I look over to see if the old guy heard. Of course he didn’t – he really is old. “Good for eight years,” the DMV person says and hands him his driver’s license.
“Hope I’m not on the road,” I say, probably too loud again. Even if I was yelling he wouldn’t have heard me.
The General walks by me on her way over to take the test. “I’m going to fail,” she says.
“Good attitude,” I say.
“Too loud,” she whispers.
I’ve read all the newspaper except the classifieds. I should go through them and look at car ads. Charlie convinced me, again, to sell the Jeep. “It’s got 79,000 miles and it’s bumpy,” he reminded me. “It leaks in the rain. It’ll be raining for the next eight months.”
“But we haven’t even owned it a year.”
“Cheyenneh can’t drive it. Let’s sell it, get you and her both a car.”
“Okay,” I said. We can’t sell the house, so it’d be fun to sell something.
I hear a familiar voice behind me, one of Cheyenneh’s friends. This particular friend is beautiful, graceful and calm except for one time when she fell out of my Jeep in front of a crowded movie theater. She stood up confused then straightened herself out and returned to her normal elegant self. “I’m okay,” she said. “I’m okay.” If it were the General, we would still be laughing at her.
“Are you here to take the written test, too?”
“Yeah,” she says. “I flunked it yesterday but I’m going to pass it today. I’m much more relaxed.”
I hear laughter from the test taking area. “I flunked,” she stood up and said. Now she’s the one too loud.

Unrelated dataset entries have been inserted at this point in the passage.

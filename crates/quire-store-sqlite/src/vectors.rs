//! [`VectorIndex`] over the `vectors` and `vec_chunks` tables.
//!
//! `vectors` holds chunk text and positions; `vec_chunks` is the sqlite-vec
//! `vec0` index holding the embeddings under the same rowid, partitioned by
//! namespace. Similarity search is a KNN `MATCH` on cosine distance.

use quire_core::vector::{Chunk, ScoredChunk, VectorIndex, VectorRecord};
use rusqlite::OptionalExtension as _;

use crate::{
  encode::{encode_embedding, encode_uuid},
  store::SqliteStore,
  Error, Result,
};

struct RawHit {
  chunk_index: i64,
  page:        Option<i64>,
  content:     String,
  distance:    f64,
}

impl RawHit {
  fn into_scored(self) -> Result<ScoredChunk> {
    let index = u32::try_from(self.chunk_index)
      .map_err(|_| Error::Decode(format!("bad chunk index {}", self.chunk_index)))?;
    Ok(ScoredChunk {
      chunk: Chunk {
        text: self.content,
        page: self.page.map(|p| u32::try_from(p).unwrap_or(0)),
        index,
      },
      score: (1.0 - self.distance) as f32,
    })
  }
}

impl SqliteStore {
  fn check_dimensions(&self, embedding: &[f32]) -> Result<()> {
    if embedding.len() == self.dimensions {
      Ok(())
    } else {
      Err(Error::Dimensions { expected: self.dimensions, got: embedding.len() })
    }
  }
}

impl VectorIndex for SqliteStore {
  type Error = Error;

  async fn namespace_exists(&self, namespace: &str) -> Result<bool> {
    let ns = namespace.to_owned();

    let found = self
      .conn
      .call(move |conn| {
        Ok(conn
          .query_row(
            "SELECT 1 FROM vectors WHERE namespace = ?1 LIMIT 1",
            rusqlite::params![ns],
            |_| Ok(true),
          )
          .optional()?
          .unwrap_or(false))
      })
      .await?;

    Ok(found)
  }

  async fn count(&self, namespace: &str) -> Result<u64> {
    let ns = namespace.to_owned();

    let n: i64 = self
      .conn
      .call(move |conn| {
        Ok(conn.query_row(
          "SELECT COUNT(*) FROM vectors WHERE namespace = ?1",
          rusqlite::params![ns],
          |r| r.get(0),
        )?)
      })
      .await?;

    Ok(n.max(0) as u64)
  }

  async fn upsert(&self, namespace: &str, records: Vec<VectorRecord>) -> Result<()> {
    if records.is_empty() {
      return Ok(());
    }
    for r in &records {
      self.check_dimensions(&r.embedding)?;
    }
    let ns = namespace.to_owned();
    let rows: Vec<_> = records
      .into_iter()
      .map(|r| {
        (
          encode_uuid(r.id),
          i64::from(r.chunk.index),
          r.chunk.page.map(i64::from),
          r.chunk.text,
          encode_embedding(&r.embedding),
        )
      })
      .collect();
    let n = rows.len();

    self
      .conn
      .call(move |conn| {
        let tx = conn.transaction()?;
        {
          let mut upsert_row = tx.prepare(
            "INSERT INTO vectors (namespace, vector_id, chunk_index, page, content)
             VALUES (?1, ?2, ?3, ?4, ?5)
             ON CONFLICT(namespace, vector_id) DO UPDATE SET
               chunk_index = excluded.chunk_index,
               page        = excluded.page,
               content     = excluded.content
             RETURNING id",
          )?;
          // vec0 has no upsert; replace the embedding by rowid.
          let mut drop_embedding = tx.prepare("DELETE FROM vec_chunks WHERE rowid = ?1")?;
          let mut put_embedding = tx.prepare(
            "INSERT INTO vec_chunks (rowid, namespace, embedding) VALUES (?1, ?2, ?3)",
          )?;
          for (id, index, page, content, embedding) in rows {
            let rowid: i64 = upsert_row
              .query_row(rusqlite::params![ns, id, index, page, content], |r| r.get(0))?;
            drop_embedding.execute(rusqlite::params![rowid])?;
            put_embedding.execute(rusqlite::params![rowid, ns, embedding])?;
          }
        }
        tx.commit()?;
        Ok(())
      })
      .await?;

    tracing::debug!(namespace, vectors = n, "upserted vectors");
    Ok(())
  }

  async fn query(
    &self,
    namespace: &str,
    embedding: &[f32],
    top_k: usize,
  ) -> Result<Vec<ScoredChunk>> {
    if top_k == 0 {
      return Ok(Vec::new());
    }
    self.check_dimensions(embedding)?;
    let ns = namespace.to_owned();
    let needle = encode_embedding(embedding);
    let k = i64::try_from(top_k).unwrap_or(i64::MAX);

    let raws: Vec<RawHit> = self
      .conn
      .call(move |conn| {
        let mut stmt = conn.prepare(
          "WITH knn AS (
             SELECT rowid, distance FROM vec_chunks
             WHERE embedding MATCH ?1 AND k = ?2 AND namespace = ?3
           )
           SELECT v.chunk_index, v.page, v.content, knn.distance
           FROM knn JOIN vectors v ON v.id = knn.rowid
           ORDER BY knn.distance, v.chunk_index",
        )?;
        let rows = stmt
          .query_map(rusqlite::params![needle, k, ns], |row| {
            Ok(RawHit {
              chunk_index: row.get(0)?,
              page:        row.get(1)?,
              content:     row.get(2)?,
              distance:    row.get(3)?,
            })
          })?
          .collect::<rusqlite::Result<Vec<_>>>()?;
        Ok(rows)
      })
      .await?;

    raws.into_iter().map(RawHit::into_scored).collect()
  }

  async fn delete_namespace(&self, namespace: &str) -> Result<()> {
    let ns = namespace.to_owned();

    let removed = self
      .conn
      .call(move |conn| {
        let tx = conn.transaction()?;
        tx.execute(
          "DELETE FROM vec_chunks WHERE rowid IN (SELECT id FROM vectors WHERE namespace = ?1)",
          rusqlite::params![ns],
        )?;
        let removed = tx.execute("DELETE FROM vectors WHERE namespace = ?1", rusqlite::params![ns])?;
        tx.commit()?;
        Ok(removed)
      })
      .await?;

    tracing::debug!(namespace, removed, "deleted vector namespace");
    Ok(())
  }
}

She walked over and whispered, “Andrew was taking his test right next to me. It didn’t help. He was going, ‘Crap, I don’t know any of this. Oh, good guess. Cool, another good guess.’ I thought there were only ten questions so I started guessing at question nine. I didn’t even finish. I’m too nervous to take it seriously.”
“It’s a good idea to wait a few days,” I said. “You’ll get back to normal, you’ll see. Waiting worked for me and my FoodDay issues.”
“What the hell are you talking about?” she said.
“Nothing,” I said. I don’t want to scare her by telling her how similar we are.